MANCHESTER — Town officials plan to have the code enforcement officer work up to 12 additional hours a week in a new role as economic development director, in hopes he can help bring grant funds and new businesses to town.

Keegen Ballard, 25, an Augusta resident who grew up in Manchester, said he can “absolutely” handle the job and said he looks forward to working to bring investment to Manchester.

“I think I bring a lot of energy to the table, and I’m just interested to see what kind of opportunities are out there, and who is interested in bringing business to Manchester,” said Ballard, who has been the town’s code enforcement officer, and thus responsible for overseeing building codes and compliance with local ordinances, for just over two years.

Ballard did an internship with the town of Kingfield, prior to taking the code enforcement job in Manchester, in which he worked on some grant writing projects including Community Development Block Grants and downtown revitalization. But beyond that, he does not have extensive experience in economic development.

Paula Thomas, chairwoman of the Board of Selectmen, said selectmen proposed the idea in hopes of bringing more businesses to Manchester to broaden the tax base and provide job opportunities. She expects Ballard to spend his time in that role reaching out to businesses and networking.

Thomas said the work was offered to Ballard, versus advertising for a new part-time economic development worker, in part because town officials feel it is important to help keep and support good employees, and by offering him the additional position it would make Ballard a full-time employee.


He currently works 24 hours a week. The new role would bring him up to 36 hours a week.

Town Manager E. Patrick Gilbert said funds to pay Ballard for his planned economic development work would come from a tax increment financing, or TIF, agreement, between the town and a local medical offices development at Manchester Place, which he said generates about $16,000 a year for the town.

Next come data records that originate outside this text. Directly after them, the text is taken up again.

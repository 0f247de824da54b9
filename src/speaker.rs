//! Composition root tying the orchestrator, both queues and volume control
//! together.

use crate::audio::sink::{AudioSink, ProcessSink};
use crate::audio::volume::{CommandExecutor, SystemCommandExecutor, VolumeController};
use crate::config::Config;
use crate::error::{Result, SayshError};
use crate::player::{Orchestrator, PlaybackMetrics};
use crate::queue::{AdmitOutcome, Admission, AsyncQueue, PostPlayHook, SyncItem, SyncQueue, TextStream};
use crate::transport::WebSocketConnector;
use std::sync::Arc;
use std::time::Duration;
use tracing::{info, warn};

/// Volume controller over a shared executor.
pub type SharedVolume = VolumeController<Arc<dyn CommandExecutor>>;

/// One playback slot fed by a blocking queue and a freshness-first queue.
pub struct Speaker {
    orchestrator: Orchestrator,
    sync_queue: SyncQueue,
    async_queue: AsyncQueue,
    volume: SharedVolume,
}

impl Speaker {
    /// Assemble a speaker and start the synchronous queue worker.
    ///
    /// The async queue starts on first use, on whatever tokio runtime the
    /// caller is on.
    pub fn new(
        orchestrator: Orchestrator,
        volume: SharedVolume,
        sync_capacity: usize,
        async_capacity: usize,
        async_ttl: Duration,
    ) -> Result<Self> {
        let sync_queue = SyncQueue::new(orchestrator.clone(), sync_capacity);
        sync_queue.start()?;
        let async_queue = AsyncQueue::new(orchestrator.clone(), async_capacity, async_ttl);
        Ok(Self {
            orchestrator,
            sync_queue,
            async_queue,
            volume,
        })
    }

    /// Build a speaker talking to the configured service.
    pub fn from_config(config: &Config) -> Result<Self> {
        config.validate()?;
        let settings = config.session_settings()?;

        let sink: Option<Arc<dyn AudioSink>> = if config.playback.enabled {
            let sink = ProcessSink::from_command_line(&config.playback.command).ok_or_else(|| {
                SayshError::ConfigInvalidValue {
                    key: "playback.command".to_string(),
                    message: "must name a program".to_string(),
                }
            })?;
            Some(Arc::new(sink))
        } else {
            None
        };

        let orchestrator = Orchestrator::new(
            settings,
            Arc::new(WebSocketConnector::new()),
            sink,
            config.save_dir(),
        )?;

        let executor: Arc<dyn CommandExecutor> = Arc::new(SystemCommandExecutor::new());
        let volume = VolumeController::new(
            executor,
            config.playback.volume_command.clone(),
            config.playback.volume,
        );
        if config.playback.enabled
            && let Err(e) = volume.set_volume(i32::from(config.playback.volume))
        {
            warn!(error = %e, "could not apply initial volume");
        }

        let speaker = Self::new(
            orchestrator,
            volume,
            config.queue.sync_capacity,
            config.queue.async_capacity,
            config.async_ttl(),
        )?;
        info!(
            voice = %config.synthesis.voice,
            model = %config.service.model,
            playback = config.playback.enabled,
            "speaker ready"
        );
        Ok(speaker)
    }

    pub fn orchestrator(&self) -> &Orchestrator {
        &self.orchestrator
    }

    /// Speak `text` now, blocking until playback ends.
    ///
    /// Returns `Ok(false)` when another utterance holds the slot.
    pub fn tts(&self, text: &str) -> Result<bool> {
        self.orchestrator.tts(text)
    }

    /// Speak `text` now, or hand it to the synchronous queue when busy.
    ///
    /// `timeout` bounds how long the queued item may wait. Returns false only
    /// when the queue is full.
    pub fn tts_with_queue(&self, text: &str, timeout: Option<Duration>) -> Result<bool> {
        if self.orchestrator.tts(text)? {
            return Ok(true);
        }
        let outcome = self.sync_queue.admit(SyncItem::new(text, timeout));
        if let AdmitOutcome::Queued { depth } = outcome {
            info!(depth, "speaker busy, text queued");
        }
        Ok(outcome.is_accepted())
    }

    pub fn enqueue_text(&self, text: impl Into<String>) -> AdmitOutcome {
        self.async_queue.enqueue_text(text)
    }

    pub async fn enqueue_text_stream(&self, chunks: TextStream) -> AdmitOutcome {
        self.async_queue.enqueue_text_stream(chunks).await
    }

    /// Start the async consumer; false outside a tokio runtime.
    pub fn start_queue(&self) -> bool {
        self.async_queue.start()
    }

    pub fn stop_queue(&self) {
        self.async_queue.stop();
    }

    pub fn set_post_play_hook(&self, hook: Option<Arc<dyn PostPlayHook>>) {
        self.async_queue.set_post_play_hook(hook);
    }

    /// Barge in over the current utterance.
    pub fn interrupt(&self) -> String {
        match self.orchestrator.interrupt() {
            Ok(()) => "Speech interrupted".to_string(),
            Err(_) => "Nothing is playing".to_string(),
        }
    }

    /// Nudge the volume, staying inside the comfortable range.
    pub fn volume_change(&self, delta: i32) -> String {
        self.volume.change_volume(delta)
    }

    pub fn set_volume(&self, percent: i32) -> Result<u8> {
        self.volume.set_volume(percent)
    }

    pub fn volume(&self) -> u8 {
        self.volume.volume()
    }

    pub fn is_busy(&self) -> bool {
        self.orchestrator.is_busy()
    }

    /// Nothing playing and nothing waiting in either queue.
    pub fn is_idle(&self) -> bool {
        !self.orchestrator.is_session_active()
            && self.sync_queue.is_empty()
            && self.async_queue.is_empty()
    }

    pub fn metrics(&self) -> PlaybackMetrics {
        self.orchestrator.metrics()
    }

    /// Stop both queues and shut playback down.
    pub fn close(&self) {
        self.async_queue.stop();
        self.sync_queue.stop();
        self.orchestrator.close();
    }
}

impl std::fmt::Debug for Speaker {
    fn fmt(&self, f: &mut std::fmt::Formatter<'_>) -> std::fmt::Result {
        f.debug_struct("Speaker")
            .field("orchestrator", &self.orchestrator)
            .field("volume", &self.volume())
            .finish()
    }
}

#[cfg(test)]
mod tests {
    use super::*;
    use crate::audio::sink::MemorySink;
    use crate::audio::volume::MockCommandExecutor;
    use crate::player::SessionSettings;
    use crate::transport::mock::ScriptedConnector;
    use std::thread;

    struct Fixture {
        speaker: Speaker,
        connector: Arc<ScriptedConnector>,
        sink: Arc<MemorySink>,
        executor: Arc<MockCommandExecutor>,
    }

    fn fixture(connector: ScriptedConnector) -> Fixture {
        let connector = Arc::new(connector);
        let sink = Arc::new(MemorySink::new());
        let executor = Arc::new(MockCommandExecutor::new());
        let orchestrator = Orchestrator::new(
            SessionSettings::new("sk-test"),
            connector.clone(),
            Some(sink.clone()),
            None,
        )
        .unwrap();
        let shared: Arc<dyn CommandExecutor> = executor.clone();
        let volume = VolumeController::new(shared, "termux-volume", 20);
        let speaker = Speaker::new(orchestrator, volume, 10, 1, Duration::from_secs(3)).unwrap();
        Fixture {
            speaker,
            connector,
            sink,
            executor,
        }
    }

    fn wait_until(mut condition: impl FnMut() -> bool) -> bool {
        for _ in 0..300 {
            if condition() {
                return true;
            }
            thread::sleep(Duration::from_millis(10));
        }
        false
    }

    #[test]
    fn tts_plays_and_leaves_speaker_idle() {
        let f = fixture(ScriptedConnector::new().with_chunks(vec![1000, 2000]));
        assert!(f.speaker.tts("hello").unwrap());
        assert!(f.speaker.is_idle());
        assert_eq!(f.speaker.metrics().audio_bytes, 3000);
        assert!(f.sink.byte_count() >= 3000);
        f.speaker.close();
    }

    #[test]
    fn tts_with_queue_defers_while_busy() {
        let f = fixture(ScriptedConnector::new());
        assert!(f.speaker.orchestrator().start_session());
        assert!(!f.speaker.is_idle());

        assert!(f.speaker.tts_with_queue("queued", None).unwrap());
        assert!(f.connector.sent_texts().is_empty());

        f.speaker.orchestrator().finish_session().unwrap();
        assert!(wait_until(|| f.connector.sent_texts() == vec!["queued"]));
        assert!(wait_until(|| f.speaker.is_idle()));
        f.speaker.close();
    }

    #[test]
    fn interrupt_reports_outcome() {
        let f = fixture(ScriptedConnector::new());
        assert_eq!(f.speaker.interrupt(), "Nothing is playing");

        assert!(f.speaker.orchestrator().start_session());
        assert_eq!(f.speaker.interrupt(), "Speech interrupted");
        assert!(!f.speaker.is_busy());
        f.speaker.close();
    }

    #[test]
    fn volume_change_clamps_to_comfortable_range() {
        let f = fixture(ScriptedConnector::new());
        assert_eq!(f.speaker.volume(), 20);

        assert_eq!(f.speaker.volume_change(-40), "Volume set to minimum 5");
        assert_eq!(f.speaker.volume(), 5);

        f.speaker.set_volume(20).unwrap();
        assert_eq!(f.speaker.volume_change(40), "Volume set to maximum 35");
        assert_eq!(f.speaker.volume(), 35);

        let calls = f.executor.calls();
        assert_eq!(calls[0], ("termux-volume".to_string(), vec!["system".to_string(), "1".to_string()]));
        assert_eq!(calls.last().unwrap().1, vec!["system".to_string(), "7".to_string()]);
        f.speaker.close();
    }

    #[test]
    fn close_shuts_sink_down() {
        let f = fixture(ScriptedConnector::new());
        f.speaker.close();
        assert_eq!(f.sink.close_count(), 1);
    }

    #[tokio::test(flavor = "multi_thread", worker_threads = 2)]
    async fn enqueue_text_plays_through_async_queue() {
        let f = fixture(ScriptedConnector::new());
        assert!(f.speaker.enqueue_text("async hello").is_accepted());

        for _ in 0..300 {
            if f.connector.sent_texts() == vec!["async hello"] && f.speaker.is_idle() {
                break;
            }
            tokio::time::sleep(Duration::from_millis(10)).await;
        }
        assert_eq!(f.connector.sent_texts(), vec!["async hello"]);
        f.speaker.close();
    }
}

Selectmen voted 4-0 last month to approve up to 12 hours of economic development work a week.

Thomas said the cost to the town is expected to be about $200 a week.

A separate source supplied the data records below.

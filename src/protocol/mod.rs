//! Wire format of the duplex streaming synthesis service.

pub mod format;
pub mod frames;

pub use format::AudioFormat;
pub use frames::{
    Action, InboundMessage, StreamingMode, SynthesisParameters, TaskEvent, TaskRequest,
};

Gilbert said the town is still working on the details of the plan and Ballard could start working in economic development in a couple of weeks. He said the job will involve seeking grant funds, networking, and attracting and assisting businesses.

Gilbert said town officials already, informally, often assist businesses.


He said adding that responsibility to Ballard’s duties could allow the town to do some economic development without hiring a new employee.

“We have the talent in-house, in someone who is interested in doing it,” Gilbert said of Ballard. “At the town office we all, to a certain level, do it anyway. We’re always helping people as they come in. This would be more of a tip on the spear, to look at more grant opportunities. That’s kind of what I was doing when I first came here.”

Gilbert was the town’s code enforcement officer before he became town manager.

Ballard said code enforcement and economic development are different jobs, but said he believes there can be synergy with him doing both.